Tracking down polluters
Proving criminal machinations can be difficult — for instance, when those involved covertly discharge hazardous wastewater into sewers. A new sensor system developed by Fraunhofer researchers and their partners could soon help safety agencies establish wrongdoing: placed in a sewage canal, it detects relevant substances and helps isolate and expose polluters.
There’s always one black sheep, and industry is no exception. While the majority of companies dispose of their wastewater properly, a few want to avoid the associated costs, so they quietly and surreptitiously discharge their hazardous wastewater into the sewage canals. By and large, safety agencies currently have no means of detecting this kind of environmental crime on a broad scale — doing so would far exceed their workforce capacity. But this illegal sewage poses major challenges for wastewater treatment facility operators and can even result in turnover of the affected wastewater treatment ponds.
A novel sensor system could soon make it easier for safety agencies to uncover these kinds of offences. The technology was developed by researchers at the Fraunhofer Institutes for Integrated Circuits IIS and for Reliability and Microintegration IZM, together with their partners in the EU microMole project.
“The sensor system is designed to detect certain substances that are typically found in affected wastewater,” explained Dr Matthias Völker, group manager at Fraunhofer IIS. “It comprises two sensor components — physical sensors and a chemical sensor — as well as an energy management system, a control and communication system and a sampling system.”

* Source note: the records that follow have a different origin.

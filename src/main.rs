use std::sync::Arc;

use anyhow::Context;
use sqlx::postgres::PgPoolOptions;
use tracing_subscriber::{layer::SubscriberExt, util::SubscriberInitExt};

use booking_console::cache::{start_cache_warmer, AppCache};
use booking_console::config::Config;
use booking_console::AppState;

#[tokio::main]
async fn main() -> anyhow::Result<()> {
    dotenvy::dotenv().ok();

    tracing_subscriber::registry()
        .with(
            tracing_subscriber::EnvFilter::try_from_default_env()
                .unwrap_or_else(|_| "booking_console=debug,tower_http=debug".into()),
        )
        .with(tracing_subscriber::fmt::layer())
        .init();

    let config = Config::from_env()?;

    let pool = PgPoolOptions::new()
        .max_connections(config.database_max_connections)
        .connect(&config.database_url)
        .await
        .context("Failed to connect to database")?;
    tracing::info!("Database connection pool created");

    let cache = AppCache::new();
    tokio::spawn(start_cache_warmer(cache.clone(), pool.clone()));

    let addr = config.bind_addr();
    let state = AppState {
        db: pool,
        cache,
        config: Arc::new(config),
    };

    let listener = tokio::net::TcpListener::bind(&addr)
        .await
        .with_context(|| format!("Failed to bind {addr}"))?;
    tracing::info!("Starting server on {addr}");

    axum::serve(listener, booking_console::app(state)).await?;
    Ok(())
}
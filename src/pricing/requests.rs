//! Request DTOs for pricing API endpoints.

use chrono::NaiveDateTime;
use rust_decimal::Decimal;
use serde::Deserialize;

use crate::availability::{parse_wall_clock, DateError};

/// Request to calculate a stay total from explicit factors
#[derive(Debug, Deserialize)]
pub struct CalculateTotalRequest {
    pub check_in: String,
    pub check_out: String,
    pub guest_count: i32,
    #[serde(with = "rust_decimal::serde::str")]
    pub rate_per_guest_per_day: Decimal,
    #[serde(default)]
    pub currency: Option<String>,
}

impl CalculateTotalRequest {
    /// Check-in and check-out as wall-clock instants
    pub fn stay(&self) -> Result<(NaiveDateTime, NaiveDateTime), DateError> {
        parse_stay(&self.check_in, &self.check_out)
    }
}

/// Request to quote a stay at a property using its stored rate
#[derive(Debug, Deserialize)]
pub struct QuoteRequest {
    pub property_id: i64,
    pub check_in: String,
    pub check_out: String,
    pub guest_count: i32,
}

impl QuoteRequest {
    pub fn stay(&self) -> Result<(NaiveDateTime, NaiveDateTime), DateError> {
        parse_stay(&self.check_in, &self.check_out)
    }
}

fn parse_stay(check_in: &str, check_out: &str) -> Result<(NaiveDateTime, NaiveDateTime), DateError> {
    Ok((parse_wall_clock(check_in)?, parse_wall_clock(check_out)?))
}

If tainted wastewater repeatedly causes problems at wastewater treatment plants, safety agencies could examine the sewage system at certain points and, by taking multiple measurements, gradually close in on and ultimately expose the perpetrator.

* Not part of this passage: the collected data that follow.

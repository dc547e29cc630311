//! Property list pipeline: filter, sort and reload bookkeeping.

pub mod filter;
pub mod reload;
pub mod sort;

use serde::{Deserialize, Serialize};

use crate::models::Property;

pub use filter::{matches_text, PropertyFilter, PropertyFilterInput, StringOperationFilterInput};
pub use reload::{ReloadPipeline, ReloadTicket};
pub use sort::{PropertySort, PropertySortInput, SortDirection, SortField, SortOrder};

/// Everything that determines the content of the property list
#[derive(Debug, Clone, Default, PartialEq, Eq, Serialize, Deserialize)]
pub struct ListQuery {
    pub filter: PropertyFilter,
    pub sort: PropertySort,
}

impl ListQuery {
    /// Stable key of the normalized query, used to skip duplicate reloads
    pub fn key(&self) -> String {
        let normalized = ListQuery {
            filter: self.filter.normalized(),
            sort: self.sort,
        };
        serde_json::to_string(&normalized).unwrap_or_default()
    }

    /// Filter and sort a loaded list
    pub fn apply(&self, properties: &[Property]) -> Vec<Property> {
        let mut rows: Vec<Property> = properties
            .iter()
            .filter(|p| self.filter.matches(p))
            .cloned()
            .collect();
        self.sort.apply(&mut rows);
        rows
    }
}
//! Property models

use chrono::{DateTime, Utc};
use rust_decimal::Decimal;
use serde::{Deserialize, Serialize};
use sqlx::FromRow;

/// Listing status of a property
#[derive(Debug, Clone, Copy, PartialEq, Eq, Hash, Serialize, Deserialize)]
pub enum PropertyStatus {
    Available,
    SoldOut,
    Closed,
}

impl PropertyStatus {
    pub fn as_str(&self) -> &'static str {
        match self {
            PropertyStatus::Available => "Available",
            PropertyStatus::SoldOut => "SoldOut",
            PropertyStatus::Closed => "Closed",
        }
    }

    pub fn severity(&self) -> &'static str {
        match self {
            PropertyStatus::Available => "success",
            PropertyStatus::SoldOut => "warn",
            PropertyStatus::Closed => "danger",
        }
    }
}

impl std::str::FromStr for PropertyStatus {
    type Err = String;

    fn from_str(s: &str) -> Result<Self, Self::Err> {
        match s.trim() {
            "Available" => Ok(PropertyStatus::Available),
            "SoldOut" => Ok(PropertyStatus::SoldOut),
            "Closed" => Ok(PropertyStatus::Closed),
            other => Err(format!("Unknown property status: {}", other)),
        }
    }
}

/// Kind of rental unit
#[derive(Debug, Clone, Copy, PartialEq, Eq, Hash, Serialize, Deserialize)]
pub enum PropertyType {
    Apartment,
    House,
    Villa,
    Studio,
    Room,
    Cottage,
    Bungalow,
    Chalet,
    Duplex,
    Penthouse,
    Townhouse,
    Farmhouse,
    Loft,
    MobileHome,
}

/// Property from the properties table
#[derive(Debug, Clone, PartialEq, FromRow, Serialize, Deserialize)]
#[serde(rename_all = "camelCase")]
pub struct Property {
    pub id: i64,
    pub organization_id: i64,
    pub name: String,
    pub description: Option<String>,
    pub address: Option<String>,
    pub country: Option<String>,
    pub property_type: Option<String>,
    pub max_guests: Option<i32>,
    pub bedrooms: Option<i32>,
    pub bathrooms: Option<i32>,
    pub status: String,
    pub denny_fee: Option<Decimal>,
    pub price_per_person_day: Option<Decimal>,
    pub created_at: DateTime<Utc>,
    pub updated_at: DateTime<Utc>,
}

impl Property {
    pub fn status(&self) -> Option<PropertyStatus> {
        self.status.parse().ok()
    }

    pub fn property_type(&self) -> Option<PropertyType> {
        self.property_type
            .as_deref()
            .and_then(|t| serde_json::from_value(serde_json::Value::String(t.to_string())).ok())
    }

    /// "4 guests • 2 bed • 1 bath"
    pub fn capacity_label(&self) -> String {
        format!(
            "{} guests • {} bed • {} bath",
            self.max_guests.unwrap_or(0),
            self.bedrooms.unwrap_or(0),
            self.bathrooms.unwrap_or(0)
        )
    }

    /// Nightly rate text for cards, e.g. "50€ / person · day"
    pub fn display_price(&self, currency_symbol: &str) -> String {
        match self.price_per_person_day {
            Some(rate) if rate > Decimal::ZERO => {
                format!("{}{} / person · day", rate.normalize(), currency_symbol)
            }
            _ => "Price on request".to_string(),
        }
    }
}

To take the measurements, a robot places three rings in the sewage pipe. The first ring is positioned directly in front of the suspect company’s inlet and the second directly behind it. Both rings are equipped with a physical sensor for measuring various parameters, such as temperature, pH and water conductivity. The two rings communicate with each other wirelessly and compare the measurement data from their sensors. Differing measurements could be due to hazardous wastewater having been discharged from the premises in question.

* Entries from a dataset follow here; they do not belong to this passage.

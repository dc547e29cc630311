//! Reservation draft held by the booking form.
//!
//! Every field write emits a change notification, and every notification
//! schedules a debounced recomputation of the total. The recomputed total
//! is itself written back into the draft, so that one write is made with
//! echo suppression: it emits nothing and cannot schedule another round.

use std::time::Instant;

use chrono::NaiveDateTime;
use rust_decimal::Decimal;

use crate::config::Config;
use crate::debounce::{Debouncer, PRICE_RECOMPUTE_DELAY};

use super::calculators::{calculate_total, min_check_out};

/// A single form field write
#[derive(Debug, Clone, PartialEq)]
pub enum FieldEdit {
    PropertyId(Option<i64>),
    CheckIn(Option<NaiveDateTime>),
    CheckOut(Option<NaiveDateTime>),
    GuestCount(Option<i32>),
    Rate(Option<Decimal>),
    TotalPrice(Option<Decimal>),
}

/// In-memory draft of a reservation being created or edited
#[derive(Debug, Clone, Default, PartialEq)]
pub struct ReservationDraft {
    pub property_id: Option<i64>,
    pub check_in: Option<NaiveDateTime>,
    pub check_out: Option<NaiveDateTime>,
    pub guest_count: Option<i32>,
    pub rate_per_guest_per_day: Option<Decimal>,
    pub total_price: Option<Decimal>,
    suppress_echo: bool,
}

impl ReservationDraft {
    pub fn new(property_id: i64, rate_per_guest_per_day: Option<Decimal>) -> Self {
        Self {
            property_id: Some(property_id),
            guest_count: Some(1),
            rate_per_guest_per_day,
            ..Self::default()
        }
    }

    /// Apply a field write. Returns whether a change notification was
    /// emitted; a write made under echo suppression returns false and
    /// clears the suppression.
    pub fn apply(&mut self, edit: FieldEdit) -> bool {
        match edit {
            FieldEdit::PropertyId(v) => self.property_id = v,
            FieldEdit::CheckIn(v) => self.set_check_in(v),
            FieldEdit::CheckOut(v) => self.check_out = v,
            FieldEdit::GuestCount(v) => self.guest_count = v,
            FieldEdit::Rate(v) => self.rate_per_guest_per_day = v,
            FieldEdit::TotalPrice(v) => self.total_price = v,
        }

        !std::mem::take(&mut self.suppress_echo)
    }

    /// Earliest check-out the form should offer
    pub fn min_check_out(&self) -> Option<NaiveDateTime> {
        self.check_in.map(min_check_out)
    }

    /// Total derived from the current fields, without touching the draft
    pub fn derived_total(&self) -> Option<Decimal> {
        calculate_total(
            self.check_in?,
            self.check_out?,
            self.guest_count?,
            self.rate_per_guest_per_day?,
        )
    }

    /// Recompute the total and store it.
    ///
    /// On success the total is written with echo suppression. When no total
    /// can be derived the stored one is left as it was and `None` returned.
    pub fn recompute(&mut self) -> Option<Decimal> {
        let total = self.derived_total()?;
        self.suppress_echo = true;
        let echoed = self.apply(FieldEdit::TotalPrice(Some(total)));
        debug_assert!(!echoed);
        Some(total)
    }

    fn set_check_in(&mut self, check_in: Option<NaiveDateTime>) {
        self.check_in = check_in;
        // a check-out that is not after the new check-in is cleared
        if let (Some(check_in), Some(check_out)) = (check_in, self.check_out) {
            if check_out <= check_in {
                self.check_out = None;
            }
        }
    }
}

/// Booking form: a draft plus its debounced recomputation
#[derive(Debug, Clone)]
pub struct DraftForm {
    draft: ReservationDraft,
    recompute: Debouncer<()>,
    recompute_count: u64,
}

impl DraftForm {
    pub fn new(draft: ReservationDraft) -> Self {
        Self::with_debouncer(draft, Debouncer::new(PRICE_RECOMPUTE_DELAY))
    }

    /// Form recomputing after the configured `PRICE_DEBOUNCE_MS`
    pub fn from_config(draft: ReservationDraft, config: &Config) -> Self {
        Self::with_debouncer(draft, Debouncer::new(config.price_debounce))
    }

    pub fn with_debouncer(draft: ReservationDraft, recompute: Debouncer<()>) -> Self {
        Self {
            draft,
            recompute,
            recompute_count: 0,
        }
    }

    pub fn draft(&self) -> &ReservationDraft {
        &self.draft
    }

    /// Number of recomputations run so far
    pub fn recompute_count(&self) -> u64 {
        self.recompute_count
    }

    pub fn has_pending_recompute(&self) -> bool {
        self.recompute.is_pending()
    }

    /// Apply a user edit, scheduling a recomputation if it was notified
    pub fn edit(&mut self, edit: FieldEdit, now: Instant) {
        if self.draft.apply(edit) {
            self.recompute.push((), now);
        }
    }

    /// Run the recomputation once the debounce window has passed.
    ///
    /// Returns the new total when one was written.
    pub fn tick(&mut self, now: Instant) -> Option<Decimal> {
        self.recompute.poll(now)?;
        self.recompute_count += 1;

        let total = self.draft.recompute();
        match total {
            Some(total) => tracing::debug!(%total, "Draft total recomputed"),
            None => tracing::debug!("Draft total unchanged, inputs incomplete"),
        }
        total
    }

    /// Hand the draft over, e.g. for submission
    pub fn into_draft(self) -> ReservationDraft {
        self.draft
    }
}
//! Database access

pub mod queries;

pub use queries::*;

The third ring, which is mounted a bit further back in the sewage canal, is equipped with a chemical sensor and a sampling system. If the second ring transmits a special signal, these systems ‘wake up’. A micropump withdraws a few microlitres of the wastewater, dilutes it and channels it to the chemical sensor, which features six electrodes that are each coated with a special polymer coating. The unique feature of this system is that these polymer layers contain various gaps that are each perfectly sized to accommodate certain pollutants — much like pieces of a puzzle. When these pollutants bind to the polymer layer, their electrical capacity changes, so when the electrodes sense such a change, it suggests that the wastewater contains certain pollutants.
This cannot be used as evidence in a court of law, so the system also draws a small sample of the wastewater that can then be thoroughly tested by hand in a laboratory. To enable the chemical sensor to be used for multiple measurements, a cleaning solution flushes the attached molecules out again after each measurement.
The sensor system was created in a collaborative effort between several research institutions and other partners. The Fraunhofer IIS researchers developed the electronics, the sensor module’s signal acquisition and evaluation, and the system energy supply. Their colleagues at Fraunhofer IZM were responsible for the BUS system on the metal ring and for the design of the waterproof plug contacts for the individual components and the waterproof and chemical-proof casing. They also miniaturised the physical sensors.
The components were first tested individually in project partners’ labs, then all together in an artificial wastewater system with real wastewater. In the third step, different components were tested in a real sewage pipe. Initial results are promising.
“The system detected suspect sewage and triggered a corresponding alarm,” said Harald Pötter, department head at Fraunhofer IZM. As part of a follow-up project, the Fraunhofer IZM researchers now want to conduct a large-scale test run of the system’s physical sensors with partners in five European cities.